Mike Duggan first worked in Detroit at a law firm in 1981, and went on to work for the Wayne County prosecutor.
He was right-hand man to County Executive Ed McNamara, riding herd on a political apparatus that eliminated a $130 million deficit, built a $1 billion airport terminal and helped craft deals for two professional sports stadiums in Detroit. McNamara was Livonia mayor when Duggan managed his election campaign for county executive in 1986. McNamara took office the next year and Duggan became his chief deputy at 29.
He swiftly became influential. In the 1990s, he stepped in as general manager to turn around a regional bus system that had a $12 million budget deficit and was cutting services.
An authority Duggan led built and financed Comerica Park, home of Major League Baseball’s Detroit Tigers. The agency also developed Ford Field to house the National Football League’s Detroit Lions.
Duggan was elected Wayne County prosecutor in 2000, a post he held before becoming chief executive officer of the Detroit Medical Center in 2004.
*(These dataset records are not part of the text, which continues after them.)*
//! Envelope wire format.
//!
//! An envelope is the transport unit of a message: opaque ciphertext plus
//! routing and authenticity metadata. The node never inspects the
//! ciphertext; it only verifies the sender's signature over the canonical
//! payload before accepting the envelope into a conversation queue.

use crate::crypto::sign;
use crate::error::{Error, Result};
use serde::{Deserialize, Serialize};

/// A signed message envelope.
#[derive(Debug, Clone, PartialEq, Eq, Serialize, Deserialize)]
pub struct Envelope {
    /// Conversation this envelope belongs to.
    pub conversation_id: String,
    /// Message id, unique within the conversation.
    pub message_id: String,
    /// Opaque end-to-end ciphertext.
    pub ciphertext: Vec<u8>,
    /// Ed25519 signature over [`Envelope::canonical_payload`].
    pub signature: Vec<u8>,
    /// Send time (Unix seconds).
    pub sent_at_unix: i64,
    /// Sender user id.
    pub sender_id: String,
}

impl Envelope {
    /// Decode an envelope from its JSON wire form.
    pub fn decode(bytes: &[u8]) -> Result<Self> {
        let envelope: Envelope =
            serde_json::from_slice(bytes).map_err(|e| Error::BadEnvelope(e.to_string()))?;
        envelope.validate()?;
        Ok(envelope)
    }

    /// Encode to the JSON wire form.
    pub fn encode(&self) -> Result<Vec<u8>> {
        serde_json::to_vec(self).map_err(|e| Error::Internal(format!("encode envelope: {}", e)))
    }

    /// Reject envelopes with missing required fields.
    pub fn validate(&self) -> Result<()> {
        if self.conversation_id.is_empty()
            || self.message_id.is_empty()
            || self.sender_id.is_empty()
            || self.signature.is_empty()
        {
            return Err(Error::BadEnvelope("missing required field".into()));
        }
        Ok(())
    }

    /// The canonical byte string covered by the signature:
    /// `conversation_id || message_id || sent_at (8 bytes BE) || ciphertext`.
    pub fn canonical_payload(&self) -> Vec<u8> {
        let mut payload = Vec::with_capacity(
            self.conversation_id.len() + self.message_id.len() + 8 + self.ciphertext.len(),
        );
        payload.extend_from_slice(self.conversation_id.as_bytes());
        payload.extend_from_slice(self.message_id.as_bytes());
        payload.extend_from_slice(&self.sent_at_unix.to_be_bytes());
        payload.extend_from_slice(&self.ciphertext);
        payload
    }

    /// Sign the canonical payload with the sender's identity key.
    pub fn sign(&mut self, identity: &sign::IdentityKeypair) {
        self.signature = identity.sign(&self.canonical_payload()).to_vec();
    }

    /// Verify the signature under the sender's registered public key.
    pub fn verify(&self, sender_public_key: &[u8]) -> Result<()> {
        sign::verify(
            sender_public_key,
            &self.canonical_payload(),
            &self.signature,
        )
    }
}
He said he transformed the eight-hospital nonprofit health-care provider from a money-loser into a cash-generating, customer-friendly system that Nashville, Tennessee-based Vanguard Health Systems bought for more than $365 million in 2010. Tenet Healthcare Corp. acquired Vanguard last month.
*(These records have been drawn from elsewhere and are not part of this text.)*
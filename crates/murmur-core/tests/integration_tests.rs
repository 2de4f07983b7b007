//! End-to-end scenario tests.
//!
//! Each test walks one complete flow across subsystems: registration
//! through token refresh, envelope submission through paged retrieval,
//! out-of-order ratchet delivery, the group membership lifecycle, router
//! migration, and auth rate limiting.

use std::sync::Arc;
use std::time::Duration;
use tokio::sync::Mutex;

use murmur_core::auth::{AuthService, RateLimiter, SecondFactor, TokenIssuer};
use murmur_core::crypto::password::PasswordHasher;
use murmur_core::crypto::{DoubleRatchet, EphemeralKeypair, IdentityKeypair, SharedSecret};
use murmur_core::error::Error;
use murmur_core::messaging::{Envelope, MessagingService};
use murmur_core::net::{
    AdaptiveRouter, MigrationEvent, RouteMetrics, TransportDescriptor, TransportKind,
};
use murmur_core::storage::Database;

const REMOTE: &str = "198.51.100.7:40000";

fn shared_db() -> Arc<Mutex<Database>> {
    Arc::new(Mutex::new(Database::open_in_memory().expect("open db")))
}

fn auth_service(db: Arc<Mutex<Database>>) -> AuthService {
    AuthService::new(
        db,
        PasswordHasher::new(1, 64, 1, 32),
        TokenIssuer::new([3u8; 32], "murmur", Duration::from_secs(30 * 60)),
        SecondFactor::new(8, 5),
        Duration::from_secs(30 * 24 * 3600),
    )
}

/// Build the `hex(salt):hex(derived)` proof a client submits.
fn password_proof(password: &str, salt: &[u8]) -> Vec<u8> {
    let derived = PasswordHasher::new(1, 64, 1, 32)
        .hash(password.as_bytes(), salt)
        .expect("derive proof");
    format!("{}:{}", hex::encode(salt), hex::encode(&*derived)).into_bytes()
}

async fn current_second_code(db: &Arc<Mutex<Database>>, username: &str, now: i64) -> String {
    let user = db
        .lock()
        .await
        .find_user_by_username(username)
        .expect("query user")
        .expect("user exists");
    SecondFactor::new(8, 5).code_at(&user.second_factor_secret, now)
}

/// S1: register, log in, refresh.
#[tokio::test]
async fn test_register_login_refresh_flow() {
    let db = shared_db();
    let auth = auth_service(db.clone());
    let now = 1_700_000_000;

    let salt = [0u8; 16];
    let proof = password_proof("hunter2", &salt);
    let user_id = auth
        .register(REMOTE, "alice", &proof, &[0x11; 32])
        .await
        .expect("register");

    let code = current_second_code(&db, "alice", now).await;
    let login = auth
        .login(REMOTE, "alice", &proof, "d1", &code, now)
        .await
        .expect("login");
    assert_eq!(login.expires_at, now + 30 * 60);

    let claims = auth
        .verify_access(&login.access, now + 60)
        .expect("verify access");
    assert_eq!(claims.sub, user_id);
    assert_eq!(claims.device_id, "d1");

    let refreshed = auth
        .refresh(REMOTE, &login.refresh, "d1", now + 10 * 60)
        .await
        .expect("refresh");
    assert_eq!(refreshed.expires_at, now + 10 * 60 + 30 * 60);
    assert!(auth
        .verify_access(&refreshed.access, now + 11 * 60)
        .is_ok());
}

/// S2: envelope round-trip through the queue.
#[tokio::test]
async fn test_envelope_round_trip() {
    let db = shared_db();
    let auth = auth_service(db.clone());
    let messaging = MessagingService::new(db.clone());

    let identity = IdentityKeypair::generate();
    let proof = password_proof("hunter2", &[0u8; 16]);
    let alice_id = auth
        .register(REMOTE, "alice", &proof, &identity.public_key_bytes())
        .await
        .expect("register");

    let mut envelope = Envelope {
        conversation_id: "c1".to_string(),
        message_id: "m1".to_string(),
        ciphertext: vec![0xAA],
        signature: Vec::new(),
        sent_at_unix: 1_700_000_000,
        sender_id: alice_id,
    };
    envelope.sign(&identity);
    let bytes = envelope.encode().expect("encode");

    messaging.send(&bytes).await.expect("send");

    let page = messaging.pull_page("c1", 0, 10).await.expect("pull");
    assert_eq!(page.envelopes, vec![bytes]);
    assert_eq!(page.next_since, 1_700_000_000);
    assert!(!page.has_more);
}

/// S3: out-of-order ratchet delivery.
#[test]
fn test_out_of_order_ratchet() {
    let bob_prekey = EphemeralKeypair::generate();
    let secret_bytes = murmur_core::crypto::random_bytes::<32>();

    let mut alice = DoubleRatchet::init_initiator(
        &SharedSecret::from_bytes(secret_bytes),
        bob_prekey.public_key(),
    )
    .expect("init alice");
    let mut bob = DoubleRatchet::init_responder(&SharedSecret::from_bytes(secret_bytes), bob_prekey);

    let (h1, c1) = alice.encrypt(b"m1", b"c1").expect("encrypt m1");
    let (h2, c2) = alice.encrypt(b"m2", b"c1").expect("encrypt m2");
    let (h3, c3) = alice.encrypt(b"m3", b"c1").expect("encrypt m3");

    // Bob receives m3 first, then m1, then m2.
    assert_eq!(bob.decrypt(&h3, &c3, b"c1").expect("decrypt m3"), b"m3");
    assert_eq!(bob.decrypt(&h1, &c1, b"c1").expect("decrypt m1"), b"m1");
    assert_eq!(bob.decrypt(&h2, &c2, b"c1").expect("decrypt m2"), b"m2");
}

/// S4: group lifecycle with role checks and rotation.
#[tokio::test]
async fn test_group_lifecycle() {
    use murmur_core::groups::GroupService;
    use murmur_core::storage::UserRecord;

    let db = shared_db();
    let groups = GroupService::new(db.clone());

    let alice = IdentityKeypair::generate();
    let bob = IdentityKeypair::generate();
    let carol = IdentityKeypair::generate();
    {
        let guard = db.lock().await;
        for (id, key) in [("alice", &alice), ("bob", &bob), ("carol", &carol)] {
            guard
                .create_user(&UserRecord {
                    id: id.to_string(),
                    username: id.to_string(),
                    server_salt: vec![0; 16],
                    password_hash: vec![0; 32],
                    public_key: key.public_key_bytes().to_vec(),
                    second_factor_secret: vec![0; 32],
                    created_at: 0,
                })
                .expect("create user");
        }
    }

    let group = groups
        .create_group("alice", "g", &alice.public_key_bytes())
        .await
        .expect("create group");
    assert_eq!(group.key_version, 1);

    groups
        .add_member(&group.id, "bob", "alice", &bob.public_key_bytes())
        .await
        .expect("alice adds bob");

    assert!(matches!(
        groups
            .add_member(&group.id, "carol", "bob", &carol.public_key_bytes())
            .await,
        Err(Error::NotAuthorized)
    ));

    groups
        .remove_member(&group.id, "bob", "alice")
        .await
        .expect("alice removes bob");

    let version = groups
        .rotate_group_key(&group.id, "alice")
        .await
        .expect("rotate");

    let members = groups
        .get_group_members(&group.id, "alice")
        .await
        .expect("members");
    assert!(!members.is_empty());
    assert!(members.iter().all(|m| m.key_version == version));
}

/// S5: router migration when a faster transport appears.
#[test]
fn test_router_migration() {
    let router = AdaptiveRouter::new(Duration::from_secs(60), Duration::from_millis(200));
    router.add_transport(TransportDescriptor {
        id: "tcp".to_string(),
        kind: TransportKind::Tcp,
        endpoint: "127.0.0.1:4000".to_string(),
        priority: 3,
    });
    router.add_transport(TransportDescriptor {
        id: "quic".to_string(),
        kind: TransportKind::Quic,
        endpoint: "127.0.0.1:4001".to_string(),
        priority: 1,
    });

    let slow = RouteMetrics {
        latency: Duration::from_millis(200),
        packet_loss: 0.01,
        jitter: Duration::from_millis(5),
        stability: 0.95,
        blocking_risk: 0.1,
        load: 0.3,
    };
    let fast = RouteMetrics {
        latency: Duration::from_millis(20),
        ..slow.clone()
    };

    router.update_metrics("tcp", RouteMetrics {
        latency: Duration::from_millis(50),
        ..slow.clone()
    });
    router.update_metrics("quic", slow);

    let event = router.migrate_if_better().expect("initial selection");
    assert_eq!(event.to, "tcp");

    // The probe cycle improves quic's latency; the router migrates.
    router.update_metrics("quic", fast);
    let event = router.migrate_if_better().expect("migration");
    assert_eq!(
        event,
        MigrationEvent {
            from: Some("tcp".to_string()),
            to: "quic".to_string()
        }
    );

    let snapshot = router.metrics_snapshot();
    assert_eq!(snapshot.len(), 2);
    assert!(snapshot.iter().all(|entry| entry.metrics.is_some()));
}

/// S6: the 61st login in a minute is limited; other methods are not.
#[tokio::test]
async fn test_rate_limit_only_affects_auth() {
    let db = shared_db();
    let auth = auth_service(db.clone()).with_rate_limiter(RateLimiter::new(60, Duration::from_secs(60)));
    let messaging = MessagingService::new(db.clone());

    let identity = IdentityKeypair::generate();
    let proof = password_proof("hunter2", &[0u8; 16]);
    let alice_id = auth
        .register(REMOTE, "alice", &proof, &identity.public_key_bytes())
        .await
        .expect("register");

    // 59 more auth hits from the same address (register consumed one).
    for _ in 0..59 {
        let _ = auth
            .login(REMOTE, "alice", b"bad:proof", "d1", "WRONG", 0)
            .await;
    }

    let result = auth.login(REMOTE, "alice", b"bad:proof", "d1", "WRONG", 0).await;
    assert!(matches!(result, Err(Error::RateLimited)));

    // Non-auth traffic from the same address still flows.
    let mut envelope = Envelope {
        conversation_id: "c1".to_string(),
        message_id: "m1".to_string(),
        ciphertext: vec![0xAA],
        signature: Vec::new(),
        sent_at_unix: 1_700_000_000,
        sender_id: alice_id,
    };
    envelope.sign(&identity);
    messaging
        .send(&envelope.encode().expect("encode"))
        .await
        .expect("send unaffected by auth limit");
}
The hospital network serves a city where 36 percent of residents live below the federal poverty level, and is Detroit’s largest employer, Duggan said. The statewide poverty rate is about 16 percent, Census figures show. As the hospital’s CEO, he guaranteed emergency-room waits of 29 minutes or less or patients would receive free tickets to Tigers games.
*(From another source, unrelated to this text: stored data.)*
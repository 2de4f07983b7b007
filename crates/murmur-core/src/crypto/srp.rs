//! SRP-6a password-authenticated key exchange.
//!
//! Runs during registration and login so the node never sees a plaintext
//! password. Group parameters: the 2048-bit MODP safe prime from RFC 3526,
//! generator g = 2, multiplier k = H(N || pad(g)).
//!
//! Hash layouts (all SHA-256, big-endian integer bytes with leading zeros
//! stripped):
//!
//! - `x  = H(salt || H(username ":" password))`
//! - `u  = H(A || B)`
//! - `K  = H(S)`
//! - `M1 = H(username || salt || A || B || K)`
//! - `M2 = H(A || M1 || K)`

use crate::crypto::constant_time_eq;
use crate::error::{Error, Result};
use num_bigint::{BigUint, RandBigInt};
use num_traits::Zero;
use rand::rngs::OsRng;
use sha2::{Digest, Sha256};

/// RFC 3526 2048-bit MODP group prime.
const N_HEX: &str = "FFFFFFFFFFFFFFFFC90FDAA22168C234C4C6628B80DC1CD129024E088A67CC74\
                     020BBEA63B139B22514A08798E3404DDEF9519B3CD3A431B302B0A6DF25F1437\
                     4FE1356D6D51C245E485B576625E7EC6F44C42E9A637ED6B0BFF5CB6F406B7ED\
                     EE386BFB5A899FA5AE9F24117C4B1FE649286651ECE45B3DC2007CB8A163BF05\
                     98DA48361C55D39A69163FA8FD24CF5F83655D23DCA3AD961C62F356208552BB\
                     9ED529077096966D670C354E4ABC9804F1746C08CA18217C32905E462E36CE3B\
                     E39E772C180E86039B2783A2EC07A28FB5C55DF06F4C52C9DE2BCBF695581718\
                     3995497CEA956AE515D2261898FA051015728E5A8AACAA68FFFFFFFFFFFFFFFF";

/// SRP-6a group parameters.
pub struct SrpGroup {
    n: BigUint,
    g: BigUint,
    k: BigUint,
}

impl SrpGroup {
    /// Construct the standard group. k is derived rather than pinned.
    pub fn new() -> Self {
        let n = BigUint::parse_bytes(N_HEX.as_bytes(), 16).unwrap_or_else(BigUint::zero);
        let g = BigUint::from(2u8);

        // k = H(N || pad(g)): g left-padded to N's byte length.
        let n_bytes = n.to_bytes_be();
        let mut padded_g = vec![0u8; n_bytes.len()];
        let g_bytes = g.to_bytes_be();
        padded_g[n_bytes.len() - g_bytes.len()..].copy_from_slice(&g_bytes);

        let mut h = Sha256::new();
        h.update(&n_bytes);
        h.update(&padded_g);
        let k = BigUint::from_bytes_be(&h.finalize());

        Self { n, g, k }
    }

    /// Derive the private key x from salt and credentials.
    pub fn derive_x(&self, username: &str, salt: &[u8], password: &str) -> BigUint {
        let mut inner = Sha256::new();
        inner.update(username.as_bytes());
        inner.update(b":");
        inner.update(password.as_bytes());
        let inner = inner.finalize();

        let mut outer = Sha256::new();
        outer.update(salt);
        outer.update(inner);
        BigUint::from_bytes_be(&outer.finalize())
    }

    /// Compute the password verifier v = g^x mod N.
    pub fn create_verifier(&self, username: &str, salt: &[u8], password: &str) -> BigUint {
        let x = self.derive_x(username, salt, password);
        self.g.modpow(&x, &self.n)
    }

    /// Begin a client session.
    pub fn client_session(&self, username: &str, password: &str) -> ClientSession<'_> {
        let a = self.random_exponent();
        let big_a = self.g.modpow(&a, &self.n);
        ClientSession {
            group: self,
            username: username.to_string(),
            password: password.to_string(),
            a,
            big_a,
        }
    }

    /// Begin a server session from the stored (salt, verifier).
    pub fn server_session(
        &self,
        username: &str,
        salt: Vec<u8>,
        verifier: BigUint,
    ) -> ServerSession<'_> {
        let b = self.random_exponent();
        let gb = self.g.modpow(&b, &self.n);
        let kv = (&self.k * &verifier) % &self.n;
        let big_b = (kv + gb) % &self.n;
        ServerSession {
            group: self,
            username: username.to_string(),
            salt,
            verifier,
            b,
            big_b,
        }
    }

    fn random_exponent(&self) -> BigUint {
        let mut rng = OsRng;
        loop {
            let candidate = rng.gen_biguint_below(&self.n);
            if !candidate.is_zero() {
                return candidate;
            }
        }
    }
}

impl Default for SrpGroup {
    fn default() -> Self {
        Self::new()
    }
}

/// Client half of the exchange.
pub struct ClientSession<'g> {
    group: &'g SrpGroup,
    username: String,
    password: String,
    a: BigUint,
    big_a: BigUint,
}

impl ClientSession<'_> {
    /// The client's public value A.
    pub fn public_a(&self) -> &BigUint {
        &self.big_a
    }

    /// Process the server's (salt, B) challenge.
    ///
    /// Returns (M1, K). Fails with [`Error::InvalidPublic`] when B ≡ 0 mod N.
    pub fn process_challenge(
        &self,
        salt: &[u8],
        big_b: &BigUint,
    ) -> Result<(Vec<u8>, Vec<u8>)> {
        let n = &self.group.n;
        if (big_b % n).is_zero() {
            return Err(Error::InvalidPublic);
        }

        let u = hash_ints(&self.big_a, big_b);
        let x = self.group.derive_x(&self.username, salt, &self.password);

        // diff = (B - k * g^x) mod N, kept non-negative.
        let kgx = (&self.group.k * self.group.g.modpow(&x, n)) % n;
        let diff = ((big_b % n) + n - kgx) % n;

        let exponent = &self.a + &u * &x;
        let s = diff.modpow(&exponent, n);
        let key = sha256(&s.to_bytes_be());

        let m1 = hash_m1(&self.username, salt, &self.big_a, big_b, &key);
        Ok((m1, key))
    }

    /// Verify the server's proof M2 against our M1 and session key.
    pub fn verify_server_proof(&self, m1: &[u8], key: &[u8], m2: &[u8]) -> Result<()> {
        let expected = hash_m2(&self.big_a, m1, key);
        if constant_time_eq(m2, &expected) {
            Ok(())
        } else {
            Err(Error::BadProof)
        }
    }
}

/// Server half of the exchange.
pub struct ServerSession<'g> {
    group: &'g SrpGroup,
    username: String,
    salt: Vec<u8>,
    verifier: BigUint,
    b: BigUint,
    big_b: BigUint,
}

impl ServerSession<'_> {
    /// The server's public value B.
    pub fn public_b(&self) -> &BigUint {
        &self.big_b
    }

    /// The salt issued with the challenge.
    pub fn salt(&self) -> &[u8] {
        &self.salt
    }

    /// Verify the client's (A, M1) proof.
    ///
    /// Returns (M2, K) on success. Fails with [`Error::InvalidPublic`] when
    /// A ≡ 0 mod N and [`Error::BadProof`] on an M1 mismatch (checked in
    /// constant time).
    pub fn verify_client_proof(
        &self,
        big_a: &BigUint,
        m1: &[u8],
    ) -> Result<(Vec<u8>, Vec<u8>)> {
        let n = &self.group.n;
        if (big_a % n).is_zero() {
            return Err(Error::InvalidPublic);
        }

        let u = hash_ints(big_a, &self.big_b);
        let avu = (big_a * self.verifier.modpow(&u, n)) % n;
        let s = avu.modpow(&self.b, n);
        let key = sha256(&s.to_bytes_be());

        let expected_m1 = hash_m1(&self.username, &self.salt, big_a, &self.big_b, &key);
        if !constant_time_eq(m1, &expected_m1) {
            return Err(Error::BadProof);
        }

        let m2 = hash_m2(big_a, m1, &key);
        Ok((m2, key))
    }
}

fn sha256(data: &[u8]) -> Vec<u8> {
    Sha256::digest(data).to_vec()
}

fn hash_ints(a: &BigUint, b: &BigUint) -> BigUint {
    let mut h = Sha256::new();
    h.update(a.to_bytes_be());
    h.update(b.to_bytes_be());
    BigUint::from_bytes_be(&h.finalize())
}

fn hash_m1(username: &str, salt: &[u8], a: &BigUint, b: &BigUint, key: &[u8]) -> Vec<u8> {
    let mut h = Sha256::new();
    h.update(username.as_bytes());
    h.update(salt);
    h.update(a.to_bytes_be());
    h.update(b.to_bytes_be());
    h.update(key);
    h.finalize().to_vec()
}

fn hash_m2(a: &BigUint, m1: &[u8], key: &[u8]) -> Vec<u8> {
    let mut h = Sha256::new();
    h.update(a.to_bytes_be());
    h.update(m1);
    h.update(key);
    h.finalize().to_vec()
}

#[cfg(test)]
mod tests {
    use super::*;

    #[test]
    fn test_group_parameters() {
        let group = SrpGroup::new();
        assert_eq!(group.n.bits(), 2048);
        assert_eq!(group.g, BigUint::from(2u8));
        assert!(!group.k.is_zero());
    }

    #[test]
    fn test_successful_exchange() {
        let group = SrpGroup::new();
        let salt = b"0123456789abcdef".to_vec();
        let verifier = group.create_verifier("alice", &salt, "hunter2");

        let client = group.client_session("alice", "hunter2");
        let server = group.server_session("alice", salt.clone(), verifier);

        let (m1, client_key) = client
            .process_challenge(&salt, server.public_b())
            .expect("challenge");
        let (m2, server_key) = server
            .verify_client_proof(client.public_a(), &m1)
            .expect("client proof");

        assert_eq!(client_key, server_key);
        assert!(client.verify_server_proof(&m1, &client_key, &m2).is_ok());
    }

    #[test]
    fn test_wrong_password_rejected() {
        let group = SrpGroup::new();
        let salt = b"0123456789abcdef".to_vec();
        let verifier = group.create_verifier("alice", &salt, "hunter2");

        let client = group.client_session("alice", "wrong-password");
        let server = group.server_session("alice", salt.clone(), verifier);

        let (m1, _) = client
            .process_challenge(&salt, server.public_b())
            .expect("challenge");
        assert!(matches!(
            server.verify_client_proof(client.public_a(), &m1),
            Err(Error::BadProof)
        ));
    }

    #[test]
    fn test_zero_public_values_rejected() {
        let group = SrpGroup::new();
        let salt = b"0123456789abcdef".to_vec();
        let verifier = group.create_verifier("alice", &salt, "hunter2");

        let client = group.client_session("alice", "hunter2");
        assert!(matches!(
            client.process_challenge(&salt, &BigUint::zero()),
            Err(Error::InvalidPublic)
        ));

        // A multiple of N is congruent to zero and equally invalid.
        let n_multiple = group.n.clone() * BigUint::from(3u8);
        assert!(matches!(
            client.process_challenge(&salt, &n_multiple),
            Err(Error::InvalidPublic)
        ));

        let server = group.server_session("alice", salt, verifier);
        assert!(matches!(
            server.verify_client_proof(&BigUint::zero(), b"m1"),
            Err(Error::InvalidPublic)
        ));
    }

    #[test]
    fn test_tampered_m1_rejected() {
        let group = SrpGroup::new();
        let salt = b"0123456789abcdef".to_vec();
        let verifier = group.create_verifier("alice", &salt, "hunter2");

        let client = group.client_session("alice", "hunter2");
        let server = group.server_session("alice", salt.clone(), verifier);

        let (mut m1, _) = client
            .process_challenge(&salt, server.public_b())
            .expect("challenge");
        m1[0] ^= 0xFF;
        assert!(server.verify_client_proof(client.public_a(), &m1).is_err());
    }

    #[test]
    fn test_tampered_m2_rejected() {
        let group = SrpGroup::new();
        let salt = b"0123456789abcdef".to_vec();
        let verifier = group.create_verifier("alice", &salt, "hunter2");

        let client = group.client_session("alice", "hunter2");
        let server = group.server_session("alice", salt.clone(), verifier);

        let (m1, key) = client
            .process_challenge(&salt, server.public_b())
            .expect("challenge");
        let (mut m2, _) = server
            .verify_client_proof(client.public_a(), &m1)
            .expect("proof");
        m2[0] ^= 0xFF;
        assert!(matches!(
            client.verify_server_proof(&m1, &key, &m2),
            Err(Error::BadProof)
        ));
    }
}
“We treat 300,000 patients a year in the emergency room,” Duggan said. “In a city of 700,000, virtually everyone has a first-hand opinion of how the DMC operated before I got there. They remember when the average wait in the emergency room was three hours.”
Duggan is a tenacious, impatient, shrewd manager who can build coalitions and instill loyalty, said former Michigan Governor Jennifer Granholm, a Democrat.
“Mike won’t take no for an answer,” Granholm said by telephone from California, where she teaches law and public policy at the University of California at Berkeley. “He’s determined. He’s going to make things happen.”
Granholm owes her political ascent in part to Duggan, who provided the strategy for her 1998 election as attorney general. Four years later, Granholm became the first woman to win the governor’s office.
She said Duggan had a reputation as a pugnacious manager, though he has a whimsical side. Duggan’s dog won a local “stupid pet tricks” contest in 1986 by retrieving beer from a refrigerator.
Before moving back to Detroit, Duggan and his wife of 27 years, Lori Maher, lived in the same four-bedroom Livonia house for 18 years. Duggan said his 2010 Ford Taurus turned 150,000 miles (241,000 kilometers) last week, and acknowledged getting 10 speeding tickets in the past five years.
“The car moves pretty good,” he said.
Among his goals: A city-run auto insurer to bring down rates that he says drive people out. He also wants to attract residents from less-populated areas to more robust neighborhoods, and make seizing abandoned buildings easier.
Duggan told reporters this is the last elected job he’ll hold, dismissing speculation that he’ll run for governor someday. He said his election accomplished something an emergency manager can’t.
“The politics of racial divisiveness in Detroit is probably over,” he said.